Why is he acting like nothing is wrong? He wants to get in your pants - again. It’s THAT obvious. Are you that desperately single  you can’t see when a dude’s trying to play you? He must be one hot piece of mancandy, for you to be this confused.
Unless he specifically told you that he was mulling over the idea of being your boyfriend before you had sex, this is your fault. You lowered your standards thinking you might sex this guy into a commitment and it didn’t work.  So, he didn’t really do anything wrong and feels his chances of getting to your cookie again are pretty good – since it was so easy the first time.
Give him another shot?  – you will probably do it anyway. Shoot, maybe if you consent to some casual sex over an extended period of time, pretend you don’t care about your relationship requirement and play his game, maybe you will win his relationship lottery. Oh, you didn’t know? You’re probably not the only girl he’s talking shit to, he has at least two more and they are onto his game right now. His back up plan is you, sweetheart.
Grow a pair and stick to your standards. If he was worth your time, you would not be in this situation at all.

Wednesday, August 8, 2012

Talk to me, baby

I have one for you: let's say you have a boyfriend. Let's say you guys have been together for almost two years. Let's say that boyfriend has girls that are his friends. Then let's say that he talks to those girls more than he talks to you and by the time you get to spend any time with him, he has nothing to share with you because he already shared it with all those other girl 'friends.' This is a recent thing, too. It pisses me off and he doesn't understand why. I can't even put it into words why because I don't even care that he has girls that are friends it just makes me mad. Everytime I bring it up, we fight about it. Can you help me out here? I want to know how I can put this into words that will make him understand.
You're pissed because you feel that he's sharing his life with these other chicks instead of with you - the person who has been there and put in the work for your relationship. You feel disrespected because he doesn't consider your feelings AND I think that he is causing you to feel insecure about where you stand in the relationship. I get it. Girl stuff.
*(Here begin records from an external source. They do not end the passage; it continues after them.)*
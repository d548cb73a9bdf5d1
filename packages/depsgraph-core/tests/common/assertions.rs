//! Graph assertions

use depsgraph_core::features::debug::consistency_check;
use depsgraph_core::features::node_registry::{
    Graph, OperationId, OperationKey, RelationSource,
};
use depsgraph_core::{EntityId, NodeType, OpCode};

/// Operation `opcode` in the whole-ID component `node_type` of `entity`
pub fn find_op(graph: &Graph, entity: EntityId, node_type: NodeType, opcode: OpCode) -> Option<OperationId> {
    graph.find_operation_node(entity, node_type, "", &OperationKey::new(opcode))
}

pub fn op(graph: &Graph, entity: EntityId, node_type: NodeType, opcode: OpCode) -> OperationId {
    find_op(graph, entity, node_type, opcode).unwrap_or_else(|| {
        panic!(
            "expected operation {}/{} on entity {}, graph has:\n{}",
            node_type,
            opcode,
            entity,
            describe_operations(graph)
        )
    })
}

fn describe_operations(graph: &Graph) -> String {
    graph
        .operation_ids()
        .map(|op| format!("  {}", graph.operation_label(op)))
        .collect::<Vec<_>>()
        .join("\n")
}

/// Exactly one ID node refers to `entity`
pub fn assert_single_id_node(graph: &Graph, entity: EntityId) {
    let count = graph.id_nodes().iter().filter(|n| n.entity == entity).count();
    assert_eq!(count, 1, "expected one id node for entity {}, found {}", entity, count);
}

pub fn assert_no_id_node(graph: &Graph, entity: EntityId) {
    assert!(
        graph.find_id_node(entity).is_none(),
        "entity {} should not be in the graph",
        entity
    );
}

pub fn assert_has_operation(graph: &Graph, entity: EntityId, node_type: NodeType, opcode: OpCode) {
    op(graph, entity, node_type, opcode);
}

/// Some relation links the two operations in this direction
pub fn assert_relation(graph: &Graph, from: OperationId, to: OperationId) {
    let found = graph.operation(to).inlinks().iter().any(|rel| {
        graph.relation(*rel).from == RelationSource::Operation(from)
    });
    assert!(
        found,
        "expected relation {} -> {}",
        graph.operation_label(from),
        graph.operation_label(to)
    );
}

pub fn assert_no_relation(graph: &Graph, from: OperationId, to: OperationId) {
    let found = graph.operation(to).inlinks().iter().any(|rel| {
        graph.relation(*rel).from == RelationSource::Operation(from)
    });
    assert!(
        !found,
        "unexpected relation {} -> {}",
        graph.operation_label(from),
        graph.operation_label(to)
    );
}

pub fn assert_time_relation(graph: &Graph, to: OperationId) {
    let found = graph
        .operation(to)
        .inlinks()
        .iter()
        .any(|rel| graph.relation(*rel).from == RelationSource::TimeSource);
    assert!(found, "expected time source -> {}", graph.operation_label(to));
}

pub fn assert_consistent(graph: &Graph) {
    let problems = consistency_check(graph);
    assert!(problems.is_empty(), "graph inconsistent: {:#?}", problems);
}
Sweetheart, he will never understand. Know why?

Because he is a selfish f*&%ing bastard that knows he can get away with making you just an option in his life since you have been letting him get away with it for this long (however long 'this long is,' is too long).
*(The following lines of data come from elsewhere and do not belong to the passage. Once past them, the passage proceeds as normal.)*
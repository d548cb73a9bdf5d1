//! The built dependency graph of one scene and view layer

use std::path::Path;
use std::sync::Arc;
use tracing::{debug, info, warn};

use crate::config::{BuildConfig, DebugConfig};
use crate::errors::Result;
use crate::features::debug::{consistency_check, to_graphviz, GraphStats};
use crate::features::node_builder::{BuildStats, NodeBuilder};
use crate::features::node_registry::{Graph, PersistentOperationKey, UpdateSource};
use crate::features::scene_db::SceneDatabase;
use crate::features::schedule::Schedule;
use crate::features::tagging::{self, Recalc};
use crate::shared::models::{EntityId, EvaluationMode};
use depsgraph_alloc::GuardedAllocator;

/// Graph, schedule and update state for one (scene, view layer) pair
///
/// Produced by the pipelines in this module. Until the first successful
/// build, and after any failed one, [`need_update`](Self::need_update) is true.
pub struct Depsgraph {
    graph: Graph,
    scene: EntityId,
    view_layer: String,
    mode: EvaluationMode,
    need_update: bool,
    frame: f32,
    schedule: Schedule,
    stats: BuildStats,
    debug: DebugConfig,
    alloc: Arc<GuardedAllocator>,
}

impl Depsgraph {
    pub fn new(scene: EntityId, view_layer: &str, config: &BuildConfig) -> Self {
        let alloc = config.allocator();
        Self {
            graph: Graph::new(config.mode, alloc.clone()),
            scene,
            view_layer: view_layer.to_string(),
            mode: config.mode,
            need_update: true,
            frame: 0.0,
            schedule: Schedule::default(),
            stats: BuildStats::new(),
            debug: config.debug,
            alloc,
        }
    }

    pub fn graph(&self) -> &Graph {
        &self.graph
    }

    pub(crate) fn graph_mut(&mut self) -> &mut Graph {
        &mut self.graph
    }

    pub(crate) fn graph_and_schedule_mut(&mut self) -> (&mut Graph, &Schedule) {
        (&mut self.graph, &self.schedule)
    }

    pub fn scene(&self) -> EntityId {
        self.scene
    }

    pub fn view_layer(&self) -> &str {
        &self.view_layer
    }

    pub fn mode(&self) -> EvaluationMode {
        self.mode
    }

    /// Relations or schedule are stale
    pub fn need_update(&self) -> bool {
        self.need_update
    }

    pub fn frame(&self) -> f32 {
        self.frame
    }

    pub(crate) fn set_frame(&mut self, frame: f32) {
        self.frame = frame;
    }

    pub fn schedule(&self) -> &Schedule {
        &self.schedule
    }

    /// Node builder counters, accumulated over incremental rebuilds
    pub fn build_stats(&self) -> &BuildStats {
        &self.stats
    }

    pub fn allocator(&self) -> &Arc<GuardedAllocator> {
        &self.alloc
    }

    // ============================================================
    // Tagging
    // ============================================================

    /// User edit on the components of `entity` addressed by `recalc`
    pub fn tag_id(&mut self, entity: EntityId, recalc: Recalc) -> usize {
        tagging::tag_id(&mut self.graph, entity, recalc, UpdateSource::UserEdit)
    }

    pub fn tag_operation(&mut self, key: &PersistentOperationKey) -> bool {
        tagging::tag_operation(&mut self.graph, key, UpdateSource::UserEdit)
    }

    /// Frame change
    pub fn tag_time_source(&mut self) -> usize {
        tagging::tag_time_source(&mut self.graph)
    }

    /// Entity references changed; relations must be rebuilt before evaluation
    pub fn tag_relations_update(&mut self) {
        self.need_update = true;
    }

    // ============================================================
    // Building
    // ============================================================

    /// Incremental merge: expand `roots` into the existing graph
    ///
    /// Existing nodes and update tags are kept and reused; a fresh builder
    /// map lets already present entities be visited again so newly added
    /// references are picked up. Roots are linked `Directly`, as in a full
    /// build. Relations and the schedule are rebuilt from scratch. Removing
    /// entities requires a full pipeline rebuild.
    pub fn rebuild_for(&mut self, db: &dyn SceneDatabase, roots: &[EntityId]) -> Result<()> {
        self.need_update = true;
        self.graph.clear_relations();
        let stats = {
            let mut builder = NodeBuilder::new(db, &mut self.graph);
            for root in roots {
                builder.build_root(*root)?;
            }
            let mut relations = builder.into_relation_builder();
            relations.build_relations()?;
            relations.finish()
        };
        self.stats.merge(&stats);
        self.finalize("incremental");
        Ok(())
    }

    /// Schedule, optional consistency check, stats log; clears `need_update`
    pub(crate) fn finalize(&mut self, pipeline: &str) {
        self.schedule = Schedule::build(&mut self.graph);
        if self.debug.consistency_check {
            let problems = consistency_check(&self.graph);
            if !problems.is_empty() {
                warn!(pipeline, problems = problems.len(), "depsgraph failed consistency check");
            }
        }
        let stats = GraphStats::collect(&self.graph);
        info!(
            pipeline,
            scene = %self.scene,
            view_layer = %self.view_layer,
            id_nodes = stats.id_nodes,
            operations = stats.operations,
            relations = stats.relations,
            cycles = stats.cyclic_relations,
            "depsgraph built"
        );
        if self.debug.log_stats {
            if let Ok(json) = stats.to_json() {
                info!(pipeline, "depsgraph stats: {}", json);
            }
        }
        self.need_update = false;
    }

    pub(crate) fn replace_stats(&mut self, stats: BuildStats) {
        self.stats = stats;
    }

    pub(crate) fn retarget(&mut self, scene: EntityId, view_layer: &str) {
        if self.scene != scene || self.view_layer != view_layer {
            debug!(from = %self.scene, to = %scene, view_layer, "depsgraph retargeted");
            self.scene = scene;
            self.view_layer = view_layer.to_string();
        }
    }

    pub(crate) fn mark_need_update(&mut self) {
        self.need_update = true;
    }

    // ============================================================
    // Debug
    // ============================================================

    pub fn graph_stats(&self) -> GraphStats {
        GraphStats::collect(&self.graph)
    }

    pub fn consistency_check(&self) -> Vec<String> {
        consistency_check(&self.graph)
    }

    pub fn to_graphviz(&self) -> String {
        to_graphviz(&self.graph, &format!("{} / {}", self.scene, self.view_layer))
    }

    /// Write the DOT text of [`to_graphviz`](Self::to_graphviz) to `path`
    pub fn write_graphviz(&self, path: impl AsRef<Path>) -> Result<()> {
        std::fs::write(path, self.to_graphviz())?;
        Ok(())
    }
}

impl std::fmt::Debug for Depsgraph {
    fn fmt(&self, f: &mut std::fmt::Formatter<'_>) -> std::fmt::Result {
        f.debug_struct("Depsgraph")
            .field("scene", &self.scene)
            .field("view_layer", &self.view_layer)
            .field("mode", &self.mode)
            .field("need_update", &self.need_update)
            .field("frame", &self.frame)
            .field("graph", &self.graph)
            .finish()
    }
}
My boyfriend told me a long time ago that guys don't have girls as friends. There are only girls they are having sex with, girls they've had sex with and girls they want to have sex with. His honesty is unrivaled when it comes to the business of the vagina, so I consider him a subject matter expert.

My immediate advice would be to quit that douche, you can do better. But you won't. Your self-esteem is so low right now because of how he's treating you that you can't realize your own self worth. I'm not going to tell you that you're a beautiful girl with a great personality and can do better because I don't know what you're really like - for all I know you could be a busted, stage five clinger looking for a way to 'Misery' the shit out of your boyfriend. I'm not going to be an accomplice to that.

What I am going to tell you is this: it's been my experience that when someone chooses to argue with you over an issue like this instead of trying to understand your feelings and work towards a solution/compromise - there's something more going on than he's letting on.

You could dump his douchey ass. Time apart might put things in perspective for you both. He might realize what a douche he's been and come around, but by that time you will have realized that you can do much better. Talk about winning ... getting yourself back is the best thing for you right now.

And not that any other guy will be a prince, every relationship has issues, but maybe you will find a guy who wants to be with you enough that he will make you and your feelings a priority.